Commodity pools gather money from clients to invest in futures and other derivatives. They let individuals invest in derivatives, a market dominated by institutions.
AlphaMetrix Group said in the letter to investors yesterday that it has not paid some of these professional traders even though the money to do so was removed from the commodity pools.
Conor Shea, a spokesman for AlphaMetrix, said in an e- mailed statement that he couldn’t immediately comment on where the withdrawn money from the company’s commodity pools was located.

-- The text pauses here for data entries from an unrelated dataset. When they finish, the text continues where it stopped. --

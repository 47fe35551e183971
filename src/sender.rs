use crate::error::Result;
use crate::pipeline::Pipeline;
use crate::stages::{assembly_pipeline, resubmission_pipeline, StageDeps};
use crate::submit::{Inclusion, RetryPolicy, Submitter};
use crate::types::{Intent, UserOperationDraft};
use std::sync::atomic::{AtomicU64, Ordering};
use std::sync::Arc;
use tracing::Instrument;

/// Turns intents into sponsored, signed and included UserOperations.
///
/// One sender serves any number of concurrent runs; each run is tagged with its own id in
/// the logs. A run that fails or is cancelled before its operation reaches the bundler
/// gives its nonce back.
pub struct UserOpSender {
    assembly: Pipeline,
    submitter: Submitter,
    runs: AtomicU64,
}

impl UserOpSender {
    pub fn new(deps: StageDeps, retry_policy: RetryPolicy) -> Result<Self> {
        retry_policy.validate()?;
        deps.fee_policy.validate()?;
        let deps = StageDeps {
            replacement_bump_percentage: retry_policy.replacement_bump_percentage,
            ..deps
        };
        let assembly = assembly_pipeline(&deps)?;
        let submitter = Submitter::new(
            deps.bundler.clone(),
            deps.entry_point,
            retry_policy,
            resubmission_pipeline(&deps)?,
        );
        Ok(Self {
            assembly,
            submitter,
            runs: AtomicU64::new(1),
        })
    }

    /// Builds, sponsors and signs an operation for `intent` without broadcasting it.
    ///
    /// The nonce is not held for the caller: the next run sees it free again until some
    /// operation using it has been broadcast.
    pub async fn build(&self, intent: Intent) -> Result<UserOperationDraft> {
        let run_id = self.runs.fetch_add(1, Ordering::Relaxed);
        let draft = self
            .assemble(intent)
            .instrument(tracing::info_span!("build", run_id))
            .await?;
        Ok(draft.without_nonce_lease())
    }

    /// Builds the operation and drives it to inclusion.
    pub async fn send(&self, intent: Intent) -> Result<Inclusion> {
        let run_id = self.runs.fetch_add(1, Ordering::Relaxed);
        async move {
            let draft = self.assemble(intent).await?;
            self.submitter.submit(draft).await
        }
        .instrument(tracing::info_span!("send", run_id))
        .await
    }

    async fn assemble(&self, intent: Intent) -> Result<UserOperationDraft> {
        tracing::info!(to = ?intent.target, value = %intent.value, "assembling user operation");
        self.assembly.run(UserOperationDraft::new(intent)).await
    }
}
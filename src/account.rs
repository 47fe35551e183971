use crate::error::{Error, Result};
use crate::types::{Intent, UserOperation};
use async_trait::async_trait;
use ethers::abi::{Abi, AbiParser};
use ethers::prelude::*;
use std::sync::Arc;

/// Signature-shaped placeholder for an ECDSA-owned account: passes `ecrecover` without reverting.
pub const SIMPLE_ACCOUNT_DUMMY_SIGNATURE: &str = "0xfffffffffffffffffffffffffffffff000000000000000000000000000000007aaaaaaaaaaaaaaaaaaaaaaaaaaaaaaaaaaaaaaaaaaaaaaaaaaaaaaaaaaaaaaaa1c";

const ENTRY_POINT_GET_USER_OP_HASH: &str = r#"[{"inputs":[{"components":[{"internalType":"address","name":"sender","type":"address"},{"internalType":"uint256","name":"nonce","type":"uint256"},{"internalType":"bytes","name":"initCode","type":"bytes"},{"internalType":"bytes","name":"callData","type":"bytes"},{"internalType":"uint256","name":"callGasLimit","type":"uint256"},{"internalType":"uint256","name":"verificationGasLimit","type":"uint256"},{"internalType":"uint256","name":"preVerificationGas","type":"uint256"},{"internalType":"uint256","name":"maxFeePerGas","type":"uint256"},{"internalType":"uint256","name":"maxPriorityFeePerGas","type":"uint256"},{"internalType":"bytes","name":"paymasterAndData","type":"bytes"},{"internalType":"bytes","name":"signature","type":"bytes"}],"internalType":"struct UserOperation","name":"userOp","type":"tuple"}],"name":"getUserOpHash","outputs":[{"internalType":"bytes32","name":"","type":"bytes32"}],"stateMutability":"view","type":"function"}]"#;

/// The smart contract account a UserOperation is built for.
#[async_trait]
pub trait SmartAccount: Send + Sync {
    async fn address(&self) -> Result<Address>;

    /// Current EntryPoint nonce of the account.
    async fn nonce(&self) -> Result<U256>;

    /// Factory call deploying the account; empty once it is deployed.
    async fn init_code(&self) -> Result<Bytes>;

    /// Account calldata executing the intent.
    fn encode_execute(&self, intent: &Intent) -> Result<Bytes>;

    fn dummy_signature(&self) -> Bytes;

    /// Signs the operation's hash. `op.signature` is ignored.
    async fn sign(&self, op: &UserOperation) -> Result<Bytes>;
}

/// Source of network fee conditions.
#[async_trait]
pub trait FeeOracle: Send + Sync {
    async fn base_fee(&self) -> Result<U256>;

    async fn chain_id(&self) -> Result<u64>;
}

/// eth-infinitism `SimpleAccount`, owned by a single ECDSA key and deployed by
/// `SimpleAccountFactory.createAccount(owner, salt)`.
pub struct SimpleAccount<M> {
    client: Arc<M>,
    owner: LocalWallet,
    entry_point: Address,
    factory: Address,
    salt: U256,
    address: Address,
}

impl<M: Middleware + 'static> SimpleAccount<M> {
    /// Resolves the counterfactual address through the factory.
    pub async fn connect(
        client: Arc<M>,
        owner: LocalWallet,
        entry_point: Address,
        factory: Address,
        salt: U256,
    ) -> Result<Self> {
        let address = compute_account_address(client.clone(), factory, owner.address(), salt).await?;
        tracing::debug!(account = ?address, owner = ?owner.address(), "resolved smart account address");
        Ok(Self {
            client,
            owner,
            entry_point,
            factory,
            salt,
            address,
        })
    }

    pub fn owner(&self) -> Address {
        self.owner.address()
    }

    pub async fn is_deployed(&self) -> Result<bool> {
        let code = self
            .client
            .get_code(self.address, None)
            .await
            .map_err(|e| Error::rpc("eth_getCode failed", e))?;
        Ok(!code.as_ref().is_empty())
    }
}

#[async_trait]
impl<M: Middleware + 'static> SmartAccount for SimpleAccount<M> {
    async fn address(&self) -> Result<Address> {
        Ok(self.address)
    }

    async fn nonce(&self) -> Result<U256> {
        let entrypoint_abi = parse_abi(&[
            "function getNonce(address sender, uint192 key) view returns (uint256)",
        ])?;
        let entrypoint_c = Contract::new(self.entry_point, entrypoint_abi, self.client.clone());

        entrypoint_c
            .method::<_, U256>("getNonce", (self.address, U256::zero()))
            .map_err(|e| Error::rpc("entryPoint.getNonce", e))?
            .call()
            .await
            .map_err(|e| Error::rpc("entryPoint.getNonce failed", e))
    }

    async fn init_code(&self) -> Result<Bytes> {
        if self.is_deployed().await? {
            return Ok(Bytes::default());
        }
        let factory_abi = parse_abi(&[
            "function createAccount(address owner, uint256 salt) returns (address)",
        ])?;
        let factory_c = Contract::new(self.factory, factory_abi, self.client.clone());
        let create_calldata = factory_c
            .method::<_, Address>("createAccount", (self.owner.address(), self.salt))
            .map_err(|e| Error::rpc("factory.createAccount", e))?
            .calldata()
            .ok_or_else(|| Error::rpc("factory.createAccount", "failed to build calldata"))?;

        let mut v = Vec::with_capacity(20 + create_calldata.len());
        v.extend_from_slice(self.factory.as_bytes());
        v.extend_from_slice(create_calldata.as_ref());
        Ok(Bytes::from(v))
    }

    fn encode_execute(&self, intent: &Intent) -> Result<Bytes> {
        // SimpleAccount.execute(address dest, uint256 value, bytes func)
        let account_abi = parse_abi(&["function execute(address dest, uint256 value, bytes func)"])?;
        let account_c = Contract::new(self.address, account_abi, self.client.clone());
        account_c
            .method::<_, ()>("execute", (intent.target, intent.value, intent.data.clone()))
            .map_err(|e| Error::rpc("account.execute", e))?
            .calldata()
            .ok_or_else(|| Error::rpc("account.execute", "failed to build calldata"))
    }

    fn dummy_signature(&self) -> Bytes {
        crate::encoding::parse_bytes(SIMPLE_ACCOUNT_DUMMY_SIGNATURE).unwrap_or_default()
    }

    async fn sign(&self, op: &UserOperation) -> Result<Bytes> {
        // Use the on-chain EntryPoint.getUserOpHash for correctness.
        let entrypoint_abi: Abi = serde_json::from_str(ENTRY_POINT_GET_USER_OP_HASH)
            .map_err(|e| Error::Signing(format!("failed to parse EntryPoint ABI: {e}")))?;
        let entrypoint_c = Contract::new(self.entry_point, entrypoint_abi, self.client.clone());

        let user_op_hash: H256 = entrypoint_c
            .method("getUserOpHash", (op.as_abi_tuple(),))
            .map_err(|e| Error::Signing(e.to_string()))?
            .call()
            .await
            .map_err(|e| Error::Signing(format!("entryPoint.getUserOpHash failed: {e}")))?;

        let sig = self
            .owner
            .sign_message(user_op_hash.as_bytes())
            .await
            .map_err(|e| Error::Signing(format!("failed to sign userOpHash: {e}")))?;

        Ok(Bytes::from(sig.to_vec()))
    }
}

/// Reads the base fee of the latest block.
pub struct ProviderFeeOracle<M> {
    client: Arc<M>,
}

impl<M> ProviderFeeOracle<M> {
    pub fn new(client: Arc<M>) -> Self {
        Self { client }
    }
}

#[async_trait]
impl<M: Middleware + 'static> FeeOracle for ProviderFeeOracle<M> {
    async fn base_fee(&self) -> Result<U256> {
        let block = self
            .client
            .get_block(BlockNumber::Latest)
            .await
            .map_err(|e| Error::rpc("eth_getBlockByNumber failed", e))?
            .ok_or_else(|| Error::rpc("eth_getBlockByNumber", "latest block not found"))?;
        block
            .base_fee_per_gas
            .ok_or_else(|| Error::rpc("eth_getBlockByNumber", "chain does not report a base fee"))
    }

    async fn chain_id(&self) -> Result<u64> {
        self.client
            .get_chainid()
            .await
            .map(|id| id.as_u64())
            .map_err(|e| Error::rpc("eth_chainId failed", e))
    }
}

/// Counterfactual account address from `SimpleAccountFactory.getAddress(owner, salt)`.
pub async fn compute_account_address<M: Middleware + 'static>(
    client: Arc<M>,
    factory: Address,
    owner: Address,
    salt: U256,
) -> Result<Address> {
    let factory_abi =
        parse_abi(&["function getAddress(address owner, uint256 salt) view returns (address)"])?;
    let factory = Contract::new(factory, factory_abi, client);

    factory
        .method::<_, Address>("getAddress", (owner, salt))
        .map_err(|e| Error::rpc("factory.getAddress", e))?
        .call()
        .await
        .map_err(|e| Error::rpc("factory.getAddress failed", e))
}

fn parse_abi(signatures: &[&str]) -> Result<Abi> {
    AbiParser::default()
        .parse(signatures)
        .map_err(|e| Error::rpc("invalid ABI signature", e))
}

#[cfg(test)]
mod tests {
    use super::*;

    #[test]
    fn dummy_signature_is_65_bytes() {
        let sig = crate::encoding::parse_bytes(SIMPLE_ACCOUNT_DUMMY_SIGNATURE).unwrap();
        assert_eq!(sig.len(), 65);
    }

    #[test]
    fn user_op_hash_abi_parses() {
        let abi: Abi = serde_json::from_str(ENTRY_POINT_GET_USER_OP_HASH).unwrap();
        assert!(abi.function("getUserOpHash").is_ok());
    }

    #[test]
    fn execute_calldata_uses_selector() {
        let abi = parse_abi(&["function execute(address dest, uint256 value, bytes func)"]).unwrap();
        let f = abi.function("execute").unwrap();
        // keccak256("execute(address,uint256,bytes)")[..4]
        assert_eq!(hex::encode(f.short_signature()), "b61d27f6");
    }
}
//! Build, sponsor and submit ERC-4337 (v0.6) UserOperations.
//!
//! An [`Intent`] runs through a contract-checked [`Pipeline`] of stages that fill in the
//! operation field by field, get it sponsored by a paymaster service and sign it. The
//! [`Submitter`] then keeps the operation alive until inclusion, re-quoting fees and
//! re-sponsoring on every resubmission.

pub mod account;
pub mod bundler;
pub mod config;
pub mod encoding;
pub mod error;
pub mod fees;
pub mod nonce;
pub mod paymaster;
pub mod pipeline;
pub mod sender;
pub mod stages;
pub mod submit;
pub mod types;

#[cfg(test)]
mod testing;

pub use config::{load_config, Config, ConfigRaw, DummyPaymaster};
pub use error::{Error, Result};
pub use pipeline::{Pipeline, Stage};
pub use sender::UserOpSender;
pub use submit::{Inclusion, RetryPolicy, Submitter};
pub use types::{Intent, UserOperation, UserOperationDraft};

AlphaMetrix LLC had $146.6 million in client assets at the end of 2012, according to an Aug. 24 government filing.
AlphaMetrix Group “has recently encountered significant cash flow issues and is working to strengthen its current financial position and continued operations,” Aleks Kins, the chief executive officer, told clients in a letter yesterday.
The document also announced that the company’s CFO had been terminated and that Arthur F. Bell Jr. & Associates LLC, an accounting firm, was hired to review AlphaMetrix’s internal controls and recordkeeping.
“At the parent level, AlphaMetrix Group LLC is working within the capital markets to improve its short-term cash flow,” Shea said in his e-mailed statement. “Investor assets remain under the operations of AlphaMetrix LLC, which are on deposit with futures commission merchants and cash custodians and traded by independent investment advisers and commodity trading advisors in accordance with the programs and strategies chosen by each investor.”
MF Global customers, who initially had about $1.6 billion of their money disappear, have been repaid about 89 percent of what they are owed by one of the two bankruptcy trustees in that case. A separate trustee for the wind-down of the brokerage unit seeks to repay them 100 percent.
Russell Wasendorf Sr., founder and CEO of futures brokerage Peregrine, was sentenced in January to 50 years in prison after being convicted of stealing more than $215 million from his customers.
A subsidiary of AlphaMetrix was hired in November by the NFA and CME Group Inc., owner of the world’s largest futures exchange, to provide a data aggregation system for monitoring futures customers’ money on deposit at banks after Wasendorf forged those records in the Peregrine case.
The NFA and CME Group always intended AlphaMetrix’s involvement with the project to end once the data aggregation component was complete, according to Wuetrz and Laurie Bischel, a CME Group spokeswoman. While AlphaMetrix is still involved, the project is expected to be completed by the end of October, Wuertz said, at which time CME Group and the NFA will operate the system on their own.